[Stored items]
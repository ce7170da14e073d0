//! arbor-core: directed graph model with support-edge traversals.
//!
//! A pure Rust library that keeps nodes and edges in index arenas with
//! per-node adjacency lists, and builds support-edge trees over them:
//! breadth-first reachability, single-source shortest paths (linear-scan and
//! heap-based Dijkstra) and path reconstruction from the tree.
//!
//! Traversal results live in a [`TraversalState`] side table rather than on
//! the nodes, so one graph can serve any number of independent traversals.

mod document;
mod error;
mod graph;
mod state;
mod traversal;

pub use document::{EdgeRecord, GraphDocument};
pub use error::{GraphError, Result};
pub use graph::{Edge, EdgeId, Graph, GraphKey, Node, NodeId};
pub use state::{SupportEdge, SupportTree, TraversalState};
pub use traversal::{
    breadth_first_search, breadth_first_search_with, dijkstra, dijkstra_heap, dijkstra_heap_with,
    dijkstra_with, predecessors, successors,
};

* * *

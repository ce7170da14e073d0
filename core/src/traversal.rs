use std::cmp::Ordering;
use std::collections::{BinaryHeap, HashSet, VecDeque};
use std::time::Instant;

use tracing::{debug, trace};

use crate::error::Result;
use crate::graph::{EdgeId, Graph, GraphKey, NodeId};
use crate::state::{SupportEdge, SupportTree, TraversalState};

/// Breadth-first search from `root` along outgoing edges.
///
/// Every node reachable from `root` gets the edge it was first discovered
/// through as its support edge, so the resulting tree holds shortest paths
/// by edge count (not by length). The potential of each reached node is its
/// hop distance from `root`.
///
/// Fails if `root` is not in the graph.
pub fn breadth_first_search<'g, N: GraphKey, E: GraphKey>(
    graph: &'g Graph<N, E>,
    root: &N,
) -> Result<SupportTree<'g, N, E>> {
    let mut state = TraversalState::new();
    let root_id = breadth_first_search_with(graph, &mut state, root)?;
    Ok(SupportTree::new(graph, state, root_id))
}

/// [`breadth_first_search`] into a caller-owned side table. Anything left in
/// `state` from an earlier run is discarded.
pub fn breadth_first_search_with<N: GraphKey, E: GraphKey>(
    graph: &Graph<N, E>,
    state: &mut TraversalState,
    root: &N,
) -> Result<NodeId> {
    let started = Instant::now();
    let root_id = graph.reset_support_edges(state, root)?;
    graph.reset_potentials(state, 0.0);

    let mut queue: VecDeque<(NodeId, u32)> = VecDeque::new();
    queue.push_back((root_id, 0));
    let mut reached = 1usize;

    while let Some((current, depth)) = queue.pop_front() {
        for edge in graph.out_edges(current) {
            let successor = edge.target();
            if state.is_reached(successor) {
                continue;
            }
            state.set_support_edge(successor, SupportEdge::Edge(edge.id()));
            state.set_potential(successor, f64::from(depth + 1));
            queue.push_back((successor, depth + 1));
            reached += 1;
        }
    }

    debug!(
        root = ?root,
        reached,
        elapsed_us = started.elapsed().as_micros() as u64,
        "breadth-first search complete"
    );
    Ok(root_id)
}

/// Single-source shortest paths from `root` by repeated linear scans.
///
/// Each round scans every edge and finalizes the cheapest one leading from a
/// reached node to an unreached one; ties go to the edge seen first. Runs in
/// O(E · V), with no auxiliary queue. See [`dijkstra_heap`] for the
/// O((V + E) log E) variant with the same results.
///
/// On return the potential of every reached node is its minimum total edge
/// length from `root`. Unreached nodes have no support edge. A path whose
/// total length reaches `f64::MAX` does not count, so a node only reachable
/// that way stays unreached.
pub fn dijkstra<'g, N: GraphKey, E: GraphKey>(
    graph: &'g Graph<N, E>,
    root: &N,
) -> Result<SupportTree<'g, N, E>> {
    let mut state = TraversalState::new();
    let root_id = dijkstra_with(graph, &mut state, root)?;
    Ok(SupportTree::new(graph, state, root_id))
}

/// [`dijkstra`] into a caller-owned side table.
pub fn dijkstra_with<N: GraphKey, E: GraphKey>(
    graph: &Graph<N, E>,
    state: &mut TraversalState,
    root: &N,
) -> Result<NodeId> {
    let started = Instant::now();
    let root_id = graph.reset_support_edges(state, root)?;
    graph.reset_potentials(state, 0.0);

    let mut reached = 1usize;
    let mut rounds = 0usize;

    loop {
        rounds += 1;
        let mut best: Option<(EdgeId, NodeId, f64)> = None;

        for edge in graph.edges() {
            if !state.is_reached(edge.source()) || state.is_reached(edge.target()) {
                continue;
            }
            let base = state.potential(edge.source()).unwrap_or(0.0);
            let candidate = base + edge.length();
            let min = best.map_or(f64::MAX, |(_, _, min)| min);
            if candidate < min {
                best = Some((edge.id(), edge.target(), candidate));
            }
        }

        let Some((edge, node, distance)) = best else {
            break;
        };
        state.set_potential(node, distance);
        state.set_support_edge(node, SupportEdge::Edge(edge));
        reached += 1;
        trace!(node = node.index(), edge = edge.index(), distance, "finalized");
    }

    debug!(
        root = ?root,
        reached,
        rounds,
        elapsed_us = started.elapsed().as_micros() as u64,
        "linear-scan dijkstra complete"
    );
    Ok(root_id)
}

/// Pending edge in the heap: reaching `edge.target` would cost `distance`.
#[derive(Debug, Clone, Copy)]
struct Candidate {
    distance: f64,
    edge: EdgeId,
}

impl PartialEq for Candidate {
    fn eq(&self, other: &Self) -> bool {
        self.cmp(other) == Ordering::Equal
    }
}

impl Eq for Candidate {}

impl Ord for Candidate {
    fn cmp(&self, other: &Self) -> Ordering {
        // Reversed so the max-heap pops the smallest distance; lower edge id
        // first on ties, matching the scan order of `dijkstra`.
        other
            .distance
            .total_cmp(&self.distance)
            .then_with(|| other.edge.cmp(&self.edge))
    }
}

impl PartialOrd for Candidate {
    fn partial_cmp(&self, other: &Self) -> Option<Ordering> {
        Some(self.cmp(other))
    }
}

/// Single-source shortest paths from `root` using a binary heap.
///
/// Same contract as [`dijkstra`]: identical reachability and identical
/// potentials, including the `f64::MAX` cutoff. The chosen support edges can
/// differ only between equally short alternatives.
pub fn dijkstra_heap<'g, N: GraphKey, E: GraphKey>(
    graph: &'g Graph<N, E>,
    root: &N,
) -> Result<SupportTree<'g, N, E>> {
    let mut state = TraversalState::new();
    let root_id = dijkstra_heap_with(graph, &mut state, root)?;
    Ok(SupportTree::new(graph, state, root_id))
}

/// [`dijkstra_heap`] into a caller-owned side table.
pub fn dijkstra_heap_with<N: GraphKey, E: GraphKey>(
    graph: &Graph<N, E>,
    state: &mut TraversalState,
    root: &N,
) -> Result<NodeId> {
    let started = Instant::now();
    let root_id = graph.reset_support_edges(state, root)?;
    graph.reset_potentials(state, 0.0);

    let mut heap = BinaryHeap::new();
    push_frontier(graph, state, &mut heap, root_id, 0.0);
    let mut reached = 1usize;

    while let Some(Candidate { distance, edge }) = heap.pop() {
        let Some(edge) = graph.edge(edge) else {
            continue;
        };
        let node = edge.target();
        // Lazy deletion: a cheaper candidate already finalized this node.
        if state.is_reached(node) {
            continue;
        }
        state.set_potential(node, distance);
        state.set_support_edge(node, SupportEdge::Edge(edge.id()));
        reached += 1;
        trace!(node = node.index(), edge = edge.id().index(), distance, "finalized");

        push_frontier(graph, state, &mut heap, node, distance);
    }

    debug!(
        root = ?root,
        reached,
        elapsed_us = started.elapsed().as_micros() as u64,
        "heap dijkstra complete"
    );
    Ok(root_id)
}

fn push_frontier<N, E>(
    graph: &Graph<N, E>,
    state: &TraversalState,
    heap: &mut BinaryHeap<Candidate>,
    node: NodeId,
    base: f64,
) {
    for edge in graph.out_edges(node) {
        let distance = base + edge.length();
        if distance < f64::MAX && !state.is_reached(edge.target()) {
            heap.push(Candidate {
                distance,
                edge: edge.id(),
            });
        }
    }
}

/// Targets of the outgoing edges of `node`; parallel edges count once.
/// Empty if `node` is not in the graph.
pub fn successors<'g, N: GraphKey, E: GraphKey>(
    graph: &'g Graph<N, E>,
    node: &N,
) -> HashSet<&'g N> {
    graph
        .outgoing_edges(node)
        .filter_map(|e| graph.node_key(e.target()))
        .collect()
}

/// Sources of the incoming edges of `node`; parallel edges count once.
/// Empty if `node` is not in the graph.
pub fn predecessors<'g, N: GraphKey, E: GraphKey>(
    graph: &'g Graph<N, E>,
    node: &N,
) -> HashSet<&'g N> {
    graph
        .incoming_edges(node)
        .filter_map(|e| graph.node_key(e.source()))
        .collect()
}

Assignment ▸ Work out how many lines in the entries above include the word "results". Respond with only the number.

Result of this task ▸ 2